EXERCISE :: The full set of entries should be repeated without a single change.

EXTRACTED ENTRIES ::
[Start of Attachment]
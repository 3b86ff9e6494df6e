//! Line-oriented menu driving a [`Ledger`].
//!
//! The shell owns the ledger and talks to any `BufRead`/`Write` pair, so a
//! session can be scripted in tests exactly as an operator would type it.

use std::io::{self, BufRead, Write};

use ledgerbook_accounts::Ledger;
use ledgerbook_core::Money;

const MENU: &str = "\n--- Banking System ---\n\
1. Create an account\n\
2. Deposit money\n\
3. Withdraw money\n\
4. Check balance\n\
5. Exit\n";

/// How a session ended. Both cases mean a clean exit (status 0).
#[derive(Debug, Clone, Copy, PartialEq, Eq)]
pub enum ShellExit {
    /// The operator chose "Exit".
    Requested,
    /// Input was closed, possibly in the middle of a prompt.
    EndOfInput,
}

enum Interrupt {
    Closed,
    /// A line that is not valid UTF-8. The bytes have already been consumed.
    Unreadable,
    Io(io::Error),
}

impl From<io::Error> for Interrupt {
    fn from(value: io::Error) -> Self {
        Self::Io(value)
    }
}

pub struct Shell<R, W> {
    ledger: Ledger,
    input: R,
    output: W,
}

impl<R: BufRead, W: Write> Shell<R, W> {
    pub fn new(ledger: Ledger, input: R, output: W) -> Self {
        Self {
            ledger,
            input,
            output,
        }
    }

    pub fn ledger(&self) -> &Ledger {
        &self.ledger
    }

    pub fn into_parts(self) -> (Ledger, W) {
        (self.ledger, self.output)
    }

    /// Show the menu and serve requests until exit or end of input.
    pub fn run(&mut self) -> io::Result<ShellExit> {
        loop {
            match self.step() {
                Ok(Some(exit)) => return Ok(exit),
                Ok(None) => {}
                Err(Interrupt::Closed) => {
                    self.output.flush()?;
                    return Ok(ShellExit::EndOfInput);
                }
                Err(Interrupt::Unreadable) => {
                    tracing::debug!("discarded non-utf-8 input line");
                    writeln!(self.output, "Invalid input. Please try again.")?;
                }
                Err(Interrupt::Io(e)) => return Err(e),
            }
        }
    }

    fn step(&mut self) -> Result<Option<ShellExit>, Interrupt> {
        write!(self.output, "{MENU}")?;
        let choice = self.prompt("Choose an option: ")?;

        match choice.trim() {
            "1" => self.create_account()?,
            "2" => self.deposit()?,
            "3" => self.withdraw()?,
            "4" => self.check_balance()?,
            "5" => {
                writeln!(self.output, "Thank you for using the banking system.")?;
                self.output.flush()?;
                return Ok(Some(ShellExit::Requested));
            }
            other => {
                tracing::debug!(choice = other, "unknown menu option");
                writeln!(self.output, "Invalid option. Please try again.")?;
            }
        }
        Ok(None)
    }

    fn create_account(&mut self) -> Result<(), Interrupt> {
        let number = self.prompt("Enter Account Number: ")?;
        let holder = self.prompt("Enter Account Holder Name: ")?;
        let Some(initial) = self.prompt_amount("Enter Initial Deposit: ")? else {
            return Ok(());
        };

        match self.ledger.create_account(number, holder, initial) {
            Ok(_) => writeln!(self.output, "Account created successfully.")?,
            Err(err) => writeln!(self.output, "{err}")?,
        }
        Ok(())
    }

    fn deposit(&mut self) -> Result<(), Interrupt> {
        let number = self.prompt("Enter Account Number: ")?;
        let Some(amount) = self.prompt_amount("Enter Deposit Amount: ")? else {
            return Ok(());
        };

        match self.ledger.deposit(&number, amount) {
            Ok(_) => writeln!(self.output, "Successfully deposited ${amount}")?,
            Err(err) => writeln!(self.output, "{err}")?,
        }
        Ok(())
    }

    fn withdraw(&mut self) -> Result<(), Interrupt> {
        let number = self.prompt("Enter Account Number: ")?;
        let Some(amount) = self.prompt_amount("Enter Withdrawal Amount: ")? else {
            return Ok(());
        };

        match self.ledger.withdraw(&number, amount) {
            Ok(_) => writeln!(self.output, "Successfully withdrew ${amount}")?,
            Err(err) => writeln!(self.output, "{err}")?,
        }
        Ok(())
    }

    fn check_balance(&mut self) -> Result<(), Interrupt> {
        let number = self.prompt("Enter Account Number: ")?;

        match self.ledger.balance_of(&number) {
            Ok(report) => {
                writeln!(self.output, "Account Holder: {}", report.holder)?;
                writeln!(self.output, "Current Balance: ${}", report.balance)?;
            }
            Err(err) => writeln!(self.output, "{err}")?,
        }
        Ok(())
    }

    fn prompt(&mut self, label: &str) -> Result<String, Interrupt> {
        write!(self.output, "{label}")?;
        self.output.flush()?;

        let mut line = String::new();
        match self.input.read_line(&mut line) {
            Ok(0) => return Err(Interrupt::Closed),
            Ok(_) => {}
            Err(e) if e.kind() == io::ErrorKind::InvalidData => return Err(Interrupt::Unreadable),
            Err(e) => return Err(e.into()),
        }
        let trimmed = line.trim_end_matches(['\n', '\r']).len();
        line.truncate(trimmed);
        Ok(line)
    }

    /// `None` when the reply is not a number; the operator has already been told.
    fn prompt_amount(&mut self, label: &str) -> Result<Option<Money>, Interrupt> {
        let raw = self.prompt(label)?;
        match raw.parse::<Money>() {
            Ok(amount) => Ok(Some(amount)),
            Err(err) => {
                tracing::debug!(error = %err, "rejected amount input");
                writeln!(self.output, "Invalid amount. Please enter a number.")?;
                Ok(None)
            }
        }
    }
}
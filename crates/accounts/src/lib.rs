//! Accounts module (balance-holding accounts and the ledger that registers them).
//!
//! Pure domain logic only: no IO, no terminal, no persistence concerns.

pub mod account;
pub mod ledger;

pub use account::{Account, WithdrawError};
pub use ledger::{BalanceReport, Ledger};
//! Strongly-typed identifiers used across the domain.

use core::borrow::Borrow;
use core::convert::Infallible;
use core::str::FromStr;
use serde::{Deserialize, Serialize};

/// Account number: the key an account is registered under in a ledger.
///
/// Any string is accepted, including the empty string; uniqueness is the
/// ledger's concern, not the identifier's.
#[derive(Debug, Clone, PartialEq, Eq, Hash, PartialOrd, Ord, Serialize, Deserialize)]
#[serde(transparent)]
pub struct AccountNumber(String);

impl AccountNumber {
    pub fn new(value: impl Into<String>) -> Self {
        Self(value.into())
    }

    pub fn as_str(&self) -> &str {
        &self.0
    }

    pub fn into_inner(self) -> String {
        self.0
    }
}

impl core::fmt::Display for AccountNumber {
    fn fmt(&self, f: &mut core::fmt::Formatter<'_>) -> core::fmt::Result {
        f.write_str(&self.0)
    }
}

impl From<&str> for AccountNumber {
    fn from(value: &str) -> Self {
        Self(value.to_string())
    }
}

impl From<String> for AccountNumber {
    fn from(value: String) -> Self {
        Self(value)
    }
}

impl AsRef<str> for AccountNumber {
    fn as_ref(&self) -> &str {
        &self.0
    }
}

// Lets `HashMap<AccountNumber, _>` be queried with a plain `&str`.
impl Borrow<str> for AccountNumber {
    fn borrow(&self) -> &str {
        &self.0
    }
}

impl FromStr for AccountNumber {
    type Err = Infallible;

    fn from_str(s: &str) -> Result<Self, Self::Err> {
        Ok(Self(s.to_string()))
    }
}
[End of Attachment]
REPLY TO THE TASK ::
repository 3b86ff9e6494df6e
//! Line-oriented menu driving a [`Ledger`].
//!
//! The shell owns the ledger and talks to any `BufRead`/`Write` pair, so a
//! session can be scripted in tests exactly as an operator would type it.

use std::io::{self, BufRead, Write};

use ledgerbook_accounts::Ledger;
use ledgerbook_core::Money;

const MENU: &str = "\n--- Banking System ---\n\
1. Create an account\n\
2. Deposit money\n\
3. Withdraw money\n\
4. Check balance\n\
5. Exit\n";

/// How a session ended. Both cases mean a clean exit (status 0).
#[derive(Debug, Clone, Copy, PartialEq, Eq)]
pub enum ShellExit {
    /// The operator chose "Exit".
    Requested,
    /// Input was closed, possibly in the middle of a prompt.
    EndOfInput,
}

enum Interrupt {
    Closed,
    /// A line that is not valid UTF-8. The bytes have already been consumed.
    Unreadable,
    Io(io::Error),
}

impl From<io::Error> for Interrupt {
    fn from(value: io::Error) -> Self {
        Self::Io(value)
    }
}

pub struct Shell<R, W> {
    ledger: Ledger,
    input: R,
    output: W,
}

impl<R: BufRead, W: Write> Shell<R, W> {
    pub fn new(ledger: Ledger, input: R, output: W) -> Self {
        Self {
            ledger,
            input,
            output,
        }
    }

    pub fn ledger(&self) -> &Ledger {
        &self.ledger
    }

    pub fn into_parts(self) -> (Ledger, W) {
        (self.ledger, self.output)
    }

    /// Show the menu and serve requests until exit or end of input.
    pub fn run(&mut self) -> io::Result<ShellExit> {
        loop {
            match self.step() {
                Ok(Some(exit)) => return Ok(exit),
                Ok(None) => {}
                Err(Interrupt::Closed) => {
                    self.output.flush()?;
                    return Ok(ShellExit::EndOfInput);
                }
                Err(Interrupt::Unreadable) => {
                    tracing::debug!("discarded non-utf-8 input line");
                    writeln!(self.output, "Invalid input. Please try again.")?;
                }
                Err(Interrupt::Io(e)) => return Err(e),
            }
        }
    }

    fn step(&mut self) -> Result<Option<ShellExit>, Interrupt> {
        write!(self.output, "{MENU}")?;
        let choice = self.prompt("Choose an option: ")?;

        match choice.trim() {
            "1" => self.create_account()?,
            "2" => self.deposit()?,
            "3" => self.withdraw()?,
            "4" => self.check_balance()?,
            "5" => {
                writeln!(self.output, "Thank you for using the banking system.")?;
                self.output.flush()?;
                return Ok(Some(ShellExit::Requested));
            }
            other => {
                tracing::debug!(choice = other, "unknown menu option");
                writeln!(self.output, "Invalid option. Please try again.")?;
            }
        }
        Ok(None)
    }

    fn create_account(&mut self) -> Result<(), Interrupt> {
        let number = self.prompt("Enter Account Number: ")?;
        let holder = self.prompt("Enter Account Holder Name: ")?;
        let Some(initial) = self.prompt_amount("Enter Initial Deposit: ")? else {
            return Ok(());
        };

        match self.ledger.create_account(number, holder, initial) {
            Ok(_) => writeln!(self.output, "Account created successfully.")?,
            Err(err) => writeln!(self.output, "{err}")?,
        }
        Ok(())
    }

    fn deposit(&mut self) -> Result<(), Interrupt> {
        let number = self.prompt("Enter Account Number: ")?;
        let Some(amount) = self.prompt_amount("Enter Deposit Amount: ")? else {
            return Ok(());
        };

        match self.ledger.deposit(&number, amount) {
            Ok(_) => writeln!(self.output, "Successfully deposited ${amount}")?,
            Err(err) => writeln!(self.output, "{err}")?,
        }
        Ok(())
    }

    fn withdraw(&mut self) -> Result<(), Interrupt> {
        let number = self.prompt("Enter Account Number: ")?;
        let Some(amount) = self.prompt_amount("Enter Withdrawal Amount: ")? else {
            return Ok(());
        };

        match self.ledger.withdraw(&number, amount) {
            Ok(_) => writeln!(self.output, "Successfully withdrew ${amount}")?,
            Err(err) => writeln!(self.output, "{err}")?,
        }
        Ok(())
    }

    fn check_balance(&mut self) -> Result<(), Interrupt> {
        let number = self.prompt("Enter Account Number: ")?;

        match self.ledger.balance_of(&number) {
            Ok(report) => {
                writeln!(self.output, "Account Holder: {}", report.holder)?;
                writeln!(self.output, "Current Balance: ${}", report.balance)?;
            }
            Err(err) => writeln!(self.output, "{err}")?,
        }
        Ok(())
    }

    fn prompt(&mut self, label: &str) -> Result<String, Interrupt> {
        write!(self.output, "{label}")?;
        self.output.flush()?;

        let mut line = String::new();
        match self.input.read_line(&mut line) {
            Ok(0) => return Err(Interrupt::Closed),
            Ok(_) => {}
            Err(e) if e.kind() == io::ErrorKind::InvalidData => return Err(Interrupt::Unreadable),
            Err(e) => return Err(e.into()),
        }
        let trimmed = line.trim_end_matches(['\n', '\r']).len();
        line.truncate(trimmed);
        Ok(line)
    }

    /// `None` when the reply is not a number; the operator has already been told.
    fn prompt_amount(&mut self, label: &str) -> Result<Option<Money>, Interrupt> {
        let raw = self.prompt(label)?;
        match raw.parse::<Money>() {
            Ok(amount) => Ok(Some(amount)),
            Err(err) => {
                tracing::debug!(error = %err, "rejected amount input");
                writeln!(self.output, "Invalid amount. Please enter a number.")?;
                Ok(None)
            }
        }
    }
}
filename crates/accounts/src/lib.rs
//! Accounts module (balance-holding accounts and the ledger that registers them).
//!
//! Pure domain logic only: no IO, no terminal, no persistence concerns.

pub mod account;
pub mod ledger;

pub use account::{Account, WithdrawError};
pub use ledger::{BalanceReport, Ledger};
//! Strongly-typed identifiers used across the domain.

use core::borrow::Borrow;
use core::convert::Infallible;
use core::str::FromStr;
use serde::{Deserialize, Serialize};

/// Account number: the key an account is registered under in a ledger.
///
/// Any string is accepted, including the empty string; uniqueness is the
/// ledger's concern, not the identifier's.
#[derive(Debug, Clone, PartialEq, Eq, Hash, PartialOrd, Ord, Serialize, Deserialize)]
#[serde(transparent)]
pub struct AccountNumber(String);

impl AccountNumber {
    pub fn new(value: impl Into<String>) -> Self {
        Self(value.into())
    }

    pub fn as_str(&self) -> &str {
        &self.0
    }

    pub fn into_inner(self) -> String {
        self.0
    }
}

impl core::fmt::Display for AccountNumber {
    fn fmt(&self, f: &mut core::fmt::Formatter<'_>) -> core::fmt::Result {
        f.write_str(&self.0)
    }
}

impl From<&str> for AccountNumber {
    fn from(value: &str) -> Self {
        Self(value.to_string())
    }
}

impl From<String> for AccountNumber {
    fn from(value: String) -> Self {
        Self(value)
    }
}

impl AsRef<str> for AccountNumber {
    fn as_ref(&self) -> &str {
        &self.0
    }
}

// Lets `HashMap<AccountNumber, _>` be queried with a plain `&str`.
impl Borrow<str> for AccountNumber {
    fn borrow(&self) -> &str {
        &self.0
    }
}

impl FromStr for AccountNumber {
    type Err = Infallible;

    fn from_str(s: &str) -> Result<Self, Self::Err> {
        Ok(Self(s.to_string()))
    }
}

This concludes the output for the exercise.